L’impotenza del nanismo europeo, e i molti fronti aperti da Obama, interni ed esterni al paese, primo fra tutti le difficoltà a far ragionare Israele nei progetti di pace, in quell’area vitale per gli interessi economici e strategici, hanno spinto i paesi emergenti all’iniziativa di ci ricorda il presidente siriano, da cui emerge il ritorno della Russia nell’area. Indicano inoltre altri ambiziosi obiettivi di cooperazione politica ed economica, e sinergie favorevoli allo sviluppo dell’insieme dei paesi dei cinque mari, dal Mediterraneo al Mar Caspio, dal Mar Nero al Golfo Arabo e Mar Rosso, che potrebbero rappresentare le novità più rilevanti in quell’area nel prossimo decennio.
Non è un mistero e ormai, e quasi tutti i commentatori internazionali lo sottolineano che l’attivismo guarda al Medio Oriente, come pure ai paesi vicini. Il presidente russo Medvedev è stato in visita a Kiev, ha ricevuto Lula, è stato nella Siria di Assad, con Erdogan ha stabilito rapporti di collaborazione e a posto sotto controllo la situazione kirkisa, oltre a migliorare la situazione con la Polonia, in un misto di diplomazia a interessi energetici anche con l’Ucraina.
Pace a Cuba con la Chiesa cattolica. Buona notizia l’accordo tra governo e la chiesa che pone fine a burrascosi trascorsi e avvia una fase densa di prospettive di collaborazione, che non mancherà di avere positivi riflessi politici, premessa per altre aperture democratiche. Profondi cambiamenti si prevedono in futuro, anche perché, dopo Raul Castro non vi sono altri famigliari a poterne ereditare il potere.

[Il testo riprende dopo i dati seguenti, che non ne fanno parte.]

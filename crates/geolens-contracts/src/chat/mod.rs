mod command_registry;
mod intent_parser;
mod message_log;

pub use command_registry::CHAT_HELP_COMMANDS;
pub use intent_parser::{parse_intent, Intent};
pub use message_log::{ChatMessage, ChatRole, MessageLog};
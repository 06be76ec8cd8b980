use super::registry::{ModelRegistry, ModelSpec};

#[derive(Debug, Clone, PartialEq, Eq)]
pub struct ModelSelection {
    pub model: ModelSpec,
    pub requested: Option<String>,
    pub fallback_reason: Option<String>,
}

#[derive(Debug, Clone)]
pub struct ModelSelector {
    pub registry: ModelRegistry,
}

impl ModelSelector {
    pub fn new(registry: Option<ModelRegistry>) -> Self {
        Self {
            registry: registry.unwrap_or_else(|| ModelRegistry::new(None)),
        }
    }

    /// Resolves `requested` for `capability`, falling back to the first
    /// capable model. When `provider` is given only its models are eligible.
    pub fn select(
        &self,
        requested: Option<&str>,
        capability: &str,
        provider: Option<&str>,
    ) -> Result<ModelSelection, String> {
        let eligible = |model: &ModelSpec| provider.map(|name| model.provider == name).unwrap_or(true);
        let requested = requested.map(str::trim).filter(|value| !value.is_empty());

        let (fallback_reason, requested_text) = if let Some(requested_value) = requested {
            if let Some(model) = self
                .registry
                .ensure(requested_value, capability)
                .filter(|model| eligible(model))
            {
                return Ok(ModelSelection {
                    model,
                    requested: Some(requested_value.to_string()),
                    fallback_reason: None,
                });
            }
            if self.registry.get(requested_value).is_none() && provider.is_some() {
                // Unregistered names are passed through for the chosen provider.
                return Ok(ModelSelection {
                    model: ModelSpec {
                        name: requested_value.to_string(),
                        provider: provider.unwrap_or_default().to_string(),
                        capabilities: vec![capability.to_string()],
                        context_window: None,
                        thinking_budget: None,
                    },
                    requested: Some(requested_value.to_string()),
                    fallback_reason: Some(format!(
                        "Model '{requested_value}' is not registered; passing it through unchanged."
                    )),
                });
            }
            (
                Some(format!(
                    "Requested model '{requested_value}' unavailable for capability '{capability}'."
                )),
                Some(requested_value.to_string()),
            )
        } else {
            (Some("No model specified; using default.".to_string()), None)
        };

        let candidates = self.registry.by_capability(capability);
        let Some(model) = candidates.into_iter().find(|model| eligible(model)) else {
            return Err(format!(
                "No models available for capability '{capability}'."
            ));
        };
        Ok(ModelSelection {
            model,
            requested: requested_text,
            fallback_reason,
        })
    }
}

E Cuba non è infatti la Corea del Nord, tornata alle cronache per le minacce di guerra a quella del Sud, che ha già subito l’affondamento di una propria nave da parte della marina di Pyongyang. La Clinton, in recenti dichiarazioni non sembra voler drammatizzare la situazione, ma è certo che la crisi economica e la carestia possono sempre spingere ad esasperare le situazioni per distogliere l’attenzione dalle gravi situazioni interne – carestia e disastro economico – che affliggono la Corea del Nord. La Cina, da sempre suo protettore, potrebbe non essere disposta ad appoggiare questa politica aggressiva, mantenendo una prudente distanza.
Non è facile del resto gestire un buon vicinato con un dittatore, il monarca comunista Kim Jong, al potere dal 1994, che aveva ricevuto in eredità dal padre Kim il Sung, la carica presidenziale. Secondo recenti dichiarazioni di Kim Jong, la carica presidenziale dovrebbe ora passare al figlio. Forse è troppo per i cinesi e decisamente anche per i cubani, e in parte per quanti come Bush, Fernandez in Argentina e la stessa Clinton, hanno esperimentano discutibili continuità di governo famigliari nei propri paesi.